* _WHAT YOU WILL DO_:
Could you filter the data below down to the lines that hold the word "Hello"?

==================================================

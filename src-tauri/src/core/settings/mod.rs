//! Widget Settings
//!
//! In-memory widget configuration with schema defaults and tolerant
//! normalization. Nothing here is persisted — the widget owns no files and
//! its state is discarded on teardown; a host that wants durable settings
//! stores them itself and hands them back at session creation.

use serde::{Deserialize, Serialize};
use specta::Type;

/// Settings schema version
pub const SETTINGS_VERSION: u32 = 1;

/// Widget settings
#[derive(Debug, Clone, Serialize, Deserialize, PartialEq, Eq, Type)]
#[serde(rename_all = "camelCase")]
pub struct WidgetSettings {
    /// Schema version for migrations
    #[serde(default = "default_version")]
    pub version: u32,

    /// Caption authoring behavior
    #[serde(default)]
    pub behavior: BehaviorSettings,
}

fn default_version() -> u32 {
    SETTINGS_VERSION
}

impl Default for WidgetSettings {
    fn default() -> Self {
        Self {
            version: SETTINGS_VERSION,
            behavior: BehaviorSettings::default(),
        }
    }
}

impl WidgetSettings {
    /// Normalizes settings so host-supplied state is always valid.
    ///
    /// Intentionally tolerant: corrects bad values instead of failing, so a
    /// stale host config never bricks the widget.
    pub fn normalize(&mut self) {
        self.version = SETTINGS_VERSION;
    }
}

/// Caption authoring behavior settings
#[derive(Debug, Clone, Serialize, Deserialize, PartialEq, Eq, Type)]
#[serde(rename_all = "camelCase")]
pub struct BehaviorSettings {
    /// How overlapping caption intervals are handled at submission time
    #[serde(default)]
    pub overlap_policy: OverlapPolicy,

    /// Whether the pending caption form is cleared after a successful add
    #[serde(default = "default_true")]
    pub clear_draft_on_add: bool,
}

fn default_true() -> bool {
    true
}

impl Default for BehaviorSettings {
    fn default() -> Self {
        Self {
            overlap_policy: OverlapPolicy::default(),
            clear_draft_on_add: true,
        }
    }
}

/// Overlap handling policy for caption submission.
///
/// `Allow` preserves the widget's historical behavior: overlapping entries
/// are stored without warning and the active-caption query prefers the
/// earliest-inserted match. `Reject` refuses overlapping submissions.
#[derive(Debug, Clone, Copy, Default, Serialize, Deserialize, PartialEq, Eq, Type)]
#[serde(rename_all = "snake_case")]
pub enum OverlapPolicy {
    #[default]
    Allow,
    Reject,
}

// =============================================================================
// Tests
// =============================================================================

#[cfg(test)]
mod tests {
    use super::*;

    #[test]
    fn defaults() {
        let settings = WidgetSettings::default();
        assert_eq!(settings.version, SETTINGS_VERSION);
        assert_eq!(settings.behavior.overlap_policy, OverlapPolicy::Allow);
        assert!(settings.behavior.clear_draft_on_add);
    }

    #[test]
    fn missing_fields_fall_back_to_defaults() {
        let settings: WidgetSettings = serde_json::from_str("{}").unwrap();
        assert_eq!(settings, WidgetSettings::default());

        let settings: WidgetSettings =
            serde_json::from_str(r#"{"behavior":{"overlapPolicy":"reject"}}"#).unwrap();
        assert_eq!(settings.behavior.overlap_policy, OverlapPolicy::Reject);
        assert!(settings.behavior.clear_draft_on_add);
    }

    #[test]
    fn normalize_resets_version() {
        let mut settings = WidgetSettings::default();
        settings.version = 999;
        settings.normalize();
        assert_eq!(settings.version, SETTINGS_VERSION);
    }

    #[test]
    fn overlap_policy_serialization() {
        let json = serde_json::to_string(&OverlapPolicy::Reject).unwrap();
        assert_eq!(json, "\"reject\"");
    }
}
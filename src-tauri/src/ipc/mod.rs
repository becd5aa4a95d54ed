//! IPC (Inter-Process Communication) Module
//!
//! Handles communication between the Tauri backend and the webview
//! frontend: the widget's commands, the events it broadcasts, and the DTOs
//! crossing the boundary. Compiled only with the `gui` feature.
//!
//! A host application wires the commands into its builder:
//!
//! ```rust,ignore
//! tauri::Builder::default()
//!     .manage(videocue_lib::AppState::new(session))
//!     .invoke_handler(tauri::generate_handler![
//!         videocue_lib::ipc::load_source,
//!         videocue_lib::ipc::update_draft,
//!         videocue_lib::ipc::add_caption,
//!         videocue_lib::ipc::report_position,
//!         videocue_lib::ipc::get_captions,
//!         videocue_lib::ipc::get_active_caption,
//!         videocue_lib::ipc::get_session_info,
//!         videocue_lib::ipc::get_settings,
//!         videocue_lib::ipc::set_settings,
//!     ])
//! ```

mod commands;
mod events;
mod payloads;

pub use commands::*;
pub use events::*;
pub use payloads::*;
//! Cross-module scenario tests: full widget flows driven through the
//! session layer, the way a host event loop would.

use crate::core::playback::{ClockBridge, NullBridge, PlaybackBridge};
use crate::core::session::{SessionEvent, StateChange};
use crate::core::settings::WidgetSettings;
use crate::core::{CoreError, MediaSource};
use crate::WidgetSession;

fn session() -> WidgetSession {
    WidgetSession::new(WidgetSettings::default(), Box::new(NullBridge))
}

#[test]
fn end_to_end_authoring_and_lookup() {
    let mut session = session();

    session
        .load_source("https://example.com/watch?v=abc123")
        .unwrap();
    session
        .add_caption("Hello", "00:00:05", "00:00:10")
        .unwrap();
    assert_eq!(session.state.track.len(), 1);

    session.report_position(7.5).unwrap();
    assert_eq!(session.state.active_caption_text(), "Hello");

    session.report_position(12.0).unwrap();
    assert_eq!(session.state.active_caption_text(), "");
}

#[test]
fn rejected_submissions_never_touch_the_track() {
    let mut session = session();

    assert!(matches!(
        session.add_caption("x", "00:00:10", "00:00:05"),
        Err(CoreError::InvalidInterval(10, 5))
    ));
    assert!(matches!(
        session.add_caption("", "00:00:10", "00:00:20"),
        Err(CoreError::MissingInput("caption text"))
    ));
    assert!(matches!(
        session.add_caption("x", "", "00:00:20"),
        Err(CoreError::MissingInput("start time"))
    ));
    assert!(matches!(
        session.add_caption("x", "00:00:xx", "00:00:20"),
        Err(CoreError::MalformedTimecode(_))
    ));

    assert!(session.state.track.is_empty());
}

#[test]
fn overlapping_entries_resolve_by_insertion_order() {
    let mut session = session();

    session.add_caption("A", "00:00:00", "00:01:40").unwrap();
    session.add_caption("B", "00:00:50", "00:02:30").unwrap();

    session.report_position(75.0).unwrap();
    assert_eq!(session.state.active_caption_text(), "A");
}

#[test]
fn active_caption_transitions_are_reported_once() {
    let mut session = session();
    session.add_caption("Hello", "00:00:05", "00:00:10").unwrap();

    // Entering the interval reports a transition...
    let changes = session.report_position(6.0).unwrap();
    assert!(changes.iter().any(|c| matches!(
        c,
        StateChange::ActiveCaptionChanged { text, .. } if text == "Hello"
    )));

    // ...staying inside it does not...
    let changes = session.report_position(8.0).unwrap();
    assert!(!changes
        .iter()
        .any(|c| matches!(c, StateChange::ActiveCaptionChanged { .. })));

    // ...and leaving it reports the empty transition.
    let changes = session.report_position(11.0).unwrap();
    assert!(changes.iter().any(|c| matches!(
        c,
        StateChange::ActiveCaptionChanged { caption_id: None, text } if text.is_empty()
    )));
}

#[test]
fn adding_a_caption_under_the_playhead_reports_a_transition() {
    let mut session = session();
    session.report_position(7.0).unwrap();

    // The position already sits inside the new interval, so the submission
    // itself flips the derived query.
    let changes = session.add_caption("Late", "00:00:05", "00:00:10").unwrap();
    assert!(changes.iter().any(|c| matches!(
        c,
        StateChange::ActiveCaptionChanged { text, .. } if text == "Late"
    )));
}

#[test]
fn position_reports_observe_the_latest_submission() {
    // Serialized applies: a report after a submission must see the new entry.
    let mut session = session();
    session.report_position(3.0).unwrap();
    session.add_caption("fresh", "00:00:02", "00:00:04").unwrap();

    session.report_position(3.5).unwrap();
    assert_eq!(session.state.active_caption_text(), "fresh");
}

#[test]
fn clock_bridge_drives_the_session_through_ticks() {
    let engine = ClockBridge::new();
    let mut session = WidgetSession::new(WidgetSettings::default(), Box::new(engine.clone()));

    session
        .load_source("https://example.com/watch?v=abc123")
        .unwrap();
    session.add_caption("Intro", "00:00:05", "00:00:10").unwrap();

    // Paused engine: ticking produces nothing.
    assert!(session.tick().unwrap().is_empty());

    engine.seek(7.0);
    engine.play();
    let changes = session.tick().unwrap();
    assert!(changes
        .iter()
        .any(|c| matches!(c, StateChange::PositionChanged { .. })));
    assert_eq!(session.state.active_caption_text(), "Intro");

    engine.seek(20.0);
    session.tick().unwrap();
    assert_eq!(session.state.active_caption_text(), "");
}

#[test]
fn source_rejection_leaves_state_unchanged() {
    struct RefusingBridge;
    impl PlaybackBridge for RefusingBridge {
        fn load_source(&mut self, source: &MediaSource) -> crate::core::CoreResult<()> {
            Err(CoreError::SourceRejected(format!(
                "unsupported reference: {}",
                source.url
            )))
        }
        fn unload(&mut self) {}
        fn poll_position(&mut self) -> Option<f64> {
            None
        }
    }

    let mut session = WidgetSession::new(WidgetSettings::default(), Box::new(RefusingBridge));
    let err = session.load_source("ftp://nope").unwrap_err();
    assert!(matches!(err, CoreError::SourceRejected(_)));
    assert!(session.state.source.is_none());
}

#[test]
fn clearing_the_source_unloads_the_engine() {
    let engine = ClockBridge::new();
    let mut session = WidgetSession::new(WidgetSettings::default(), Box::new(engine.clone()));

    session
        .load_source("https://example.com/watch?v=abc123")
        .unwrap();
    engine.play();
    assert!(engine.is_playing());

    session
        .apply(SessionEvent::SourceEdited { url: String::new() })
        .unwrap();
    assert!(!engine.is_playing());
    assert!(session.state.source.is_none());
}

==================================================

* _SOLUTION TO THIS PROBLEM_:
        .add_caption("Hello", "00:00:05", "00:00:10")
    assert_eq!(session.state.active_caption_text(), "Hello");
    session.add_caption("Hello", "00:00:05", "00:00:10").unwrap();
        StateChange::ActiveCaptionChanged { text, .. } if text == "Hello"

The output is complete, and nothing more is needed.